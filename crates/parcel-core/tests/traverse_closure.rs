//! 导线重算端到端场景

use approx::assert_abs_diff_eq;
use parcel_core::closure::{self, HIGH_RATIO};
use parcel_core::prelude::*;
use parcel_core::traverse;

fn dd_config() -> TraverseConfig {
    TraverseConfig {
        bearing_format: BearingFormat::Dd,
        ..Default::default()
    }
}

fn square() -> Traverse {
    let mut t = Traverse::new(dd_config());
    for bearing in ["0", "90", "180", "270"] {
        t.add_entry(&CourseEntry::line(bearing, "100"));
    }
    t
}

#[test]
fn test_closed_square() {
    let mut t = square();
    let result = t.recompute().clone();
    assert!(result.closure.valid);
    assert!(result.closure.distance < 1e-9);
    assert_abs_diff_eq!(result.closure.area, 10_000.0, epsilon = 1e-6);
    assert_abs_diff_eq!(result.closure.ratio, HIGH_RATIO);
    assert!(result.closure.is_high_ratio());
    assert_eq!(result.closure.ratio_label(), "High");
    assert!(result.build.issues.is_empty());
}

#[test]
fn test_square_with_origin_scale_and_rotation() {
    let mut t = square();
    t.set_origin(Point2::new(500.0, 500.0));
    t.set_scale(2.0);
    t.set_rotation_text("90");
    let result = t.recompute().clone();

    // 面积与闭合差在局部坐标系中计算，不受比例和旋转影响
    assert_abs_diff_eq!(result.closure.area, 10_000.0, epsilon = 1e-6);
    // 第一条边方位角 0 旋转 90° 后向东，长度加倍
    let p2 = result.build.points[&2];
    assert_abs_diff_eq!(p2.x, 700.0, epsilon = 1e-9);
    assert_abs_diff_eq!(p2.y, 500.0, epsilon = 1e-9);
}

#[test]
fn test_broken_chain_is_invalid() {
    let mut t = Traverse::new(dd_config());
    t.add_entry(&CourseEntry::line("0", "100"));
    t.add_entry(&CourseEntry::line("90", "100"));
    t.add_entry(&CourseEntry::line("180", "100"));
    t.recompute();

    // 第三条边改为从起点出发，边链不再首尾相接
    let mut courses = t.courses().to_vec();
    courses[2].from_id = 1;
    courses[2].to_id = 10;
    let build = traverse::build(&courses, &BuildParams::default(), None);
    assert!(build.issues.is_empty());
    assert!(closure::measure(&build).is_none());

    let result = ClosureResult::invalid();
    assert!(!result.valid);
    assert_eq!(result.bearing_deg, 0.0);
    assert_eq!(result.distance, 0.0);
    assert_eq!(result.area, 0.0);
    assert_eq!(result.ratio, 0.0);
}

#[test]
fn test_connection_between_boundaries_breaks_chain() {
    let mut t = Traverse::new(dd_config());
    t.add_entry(&CourseEntry::line("0", "100"));
    t.add_entry(&CourseEntry {
        category: LineCategory::Connection,
        ..CourseEntry::line("90", "100")
    });
    t.add_entry(&CourseEntry::line("180", "100"));
    let result = t.recompute();
    assert!(!result.closure.valid);
    assert_eq!(result.closure.area, 0.0);
    assert_eq!(result.closure.ratio_label(), "");
}

#[test]
fn test_small_misclose_is_adjusted_by_compass_rule() {
    let mut t = Traverse::new(dd_config());
    t.add_entry(&CourseEntry::line("0", "100"));
    t.add_entry(&CourseEntry::line("90", "100"));
    t.add_entry(&CourseEntry::line("180", "100"));
    t.add_entry(&CourseEntry::line("270", "101"));
    let result = t.recompute().clone();

    assert!(result.closure.valid);
    assert!(result.closure.compass_rule_applied);
    assert_abs_diff_eq!(result.closure.distance, 1.0, epsilon = 1e-9);
    assert_abs_diff_eq!(result.closure.bearing_deg, 90.0, epsilon = 1e-6);
    assert_abs_diff_eq!(result.closure.ratio, 401.0, epsilon = 1e-6);

    // 最后一点被改正回起点，中间点按累计弦长比例改正
    let last = result.build.local_points[&5];
    assert_abs_diff_eq!(last.x, 0.0, epsilon = 1e-9);
    assert_abs_diff_eq!(last.y, 0.0, epsilon = 1e-9);
    let p2 = result.build.local_points[&2];
    assert_abs_diff_eq!(p2.x, 100.0 / 401.0, epsilon = 1e-9);
    assert_abs_diff_eq!(p2.y, 100.0, epsilon = 1e-9);
}

#[test]
fn test_large_misclose_is_reported_not_adjusted() {
    let mut t = Traverse::new(dd_config());
    t.add_entry(&CourseEntry::line("0", "100"));
    t.add_entry(&CourseEntry::line("90", "100"));
    t.add_entry(&CourseEntry::line("180", "90"));
    let result = t.recompute();

    assert!(result.closure.valid);
    assert!(!result.closure.compass_rule_applied);
    let expected = (100.0f64.powi(2) + 10.0f64.powi(2)).sqrt();
    assert_abs_diff_eq!(result.closure.distance, expected, epsilon = 1e-9);
}

#[test]
fn test_misclose_in_entry_units() {
    let mut t = Traverse::new(TraverseConfig {
        entry_units_per_meter: 0.3048,
        output_units_per_meter: 1.0,
        bearing_format: BearingFormat::Dd,
        ..Default::default()
    });
    t.add_entry(&CourseEntry::line("0", "100"));
    t.add_entry(&CourseEntry::line("90", "100"));
    t.add_entry(&CourseEntry::line("180", "100"));
    let result = t.recompute();
    // 边长按米计算，闭合差换回英尺显示
    assert_abs_diff_eq!(result.closure.distance, 100.0, epsilon = 1e-9);
}

#[test]
fn test_chord_as_diameter_curve() {
    let mut t = Traverse::new(dd_config());
    t.add_entry(&CourseEntry::curve("0", "50", "100"));
    let result = t.recompute().clone();
    let center = result.build.local_points[&2];
    assert!(result.build.is_center(2));
    assert_abs_diff_eq!(center.x, 0.0, epsilon = 1e-9);
    assert_abs_diff_eq!(center.y, 50.0, epsilon = 1e-9);
}

#[test]
fn test_tangent_curve_after_straight() {
    // 北向直线后接右转切线曲线，半径 100，弦长 100（圆心角 60°）
    let mut t = Traverse::new(dd_config());
    t.add_entry(&CourseEntry::line("0", "100"));
    t.add_entry(&CourseEntry::curve("*", "100", "100"));
    let result = t.recompute().clone();

    let curve = result.build.course(1).unwrap();
    assert!(curve.tangent);
    assert_abs_diff_eq!(curve.bearing, 30f64.to_radians(), epsilon = 1e-9);
    assert_abs_diff_eq!(t.courses()[1].bearing_degrees().unwrap(), 30.0, epsilon = 1e-9);

    // 圆心在起点正东
    let center_id = curve.center_id.unwrap();
    let center = result.build.local_points[&center_id];
    assert_abs_diff_eq!(center.x, 100.0, epsilon = 1e-9);
    assert_abs_diff_eq!(center.y, 100.0, epsilon = 1e-9);
}

#[test]
fn test_arc_length_entry() {
    let mut t = Traverse::new(dd_config());
    let arc = 100.0 * std::f64::consts::FRAC_PI_3;
    t.add_entry(&CourseEntry {
        bearing: "0".to_string(),
        distance: format!("{} a", arc),
        radius: "100".to_string(),
        ..Default::default()
    });
    t.recompute();
    assert_abs_diff_eq!(t.courses()[0].chord_length(), 100.0, epsilon = 1e-9);
    assert!(t.courses()[0].minor_curve());
}

#[test]
fn test_closing_point_reuses_start() {
    let mut t = square();
    t.set_closing_point(Some(1));
    let result = t.recompute().clone();
    let last = result.build.course(3).unwrap();
    assert_eq!(last.to_id, 1);
    assert!(!last.fresh);
    assert_eq!(result.build.points.len(), 4);
}

#[test]
fn test_recompute_is_idempotent() {
    let mut t = square();
    t.add_entry(&CourseEntry::curve("*", "-80", "60"));
    let first = t.recompute().clone();
    let second = t.recompute().clone();
    assert_eq!(first, second);
}

#[test]
fn test_mixed_notations_are_normalized() {
    let mut t = Traverse::new(TraverseConfig::default());
    t.add_entry(&CourseEntry::line("N45.0000E", "100"));
    t.add_entry(&CourseEntry::line("45-00-00-2", "100"));
    t.add_entry(&CourseEntry::line("S45.0000W", "100"));
    t.add_entry(&CourseEntry::line("315.0000", "100m"));
    let result = t.recompute().clone();

    assert!(result.closure.valid);
    assert_abs_diff_eq!(result.closure.area, 10_000.0, epsilon = 1e-6);
    let texts: Vec<String> = t.courses().iter().map(|c| c.bearing_text()).collect();
    assert_eq!(texts, ["45.0000", "135.0000", "225.0000", "315.0000"]);
}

----

__Task description__: Among the lines of the listing above, count those that hold the string "courses", giving the count alone.

__Response to the task__: 8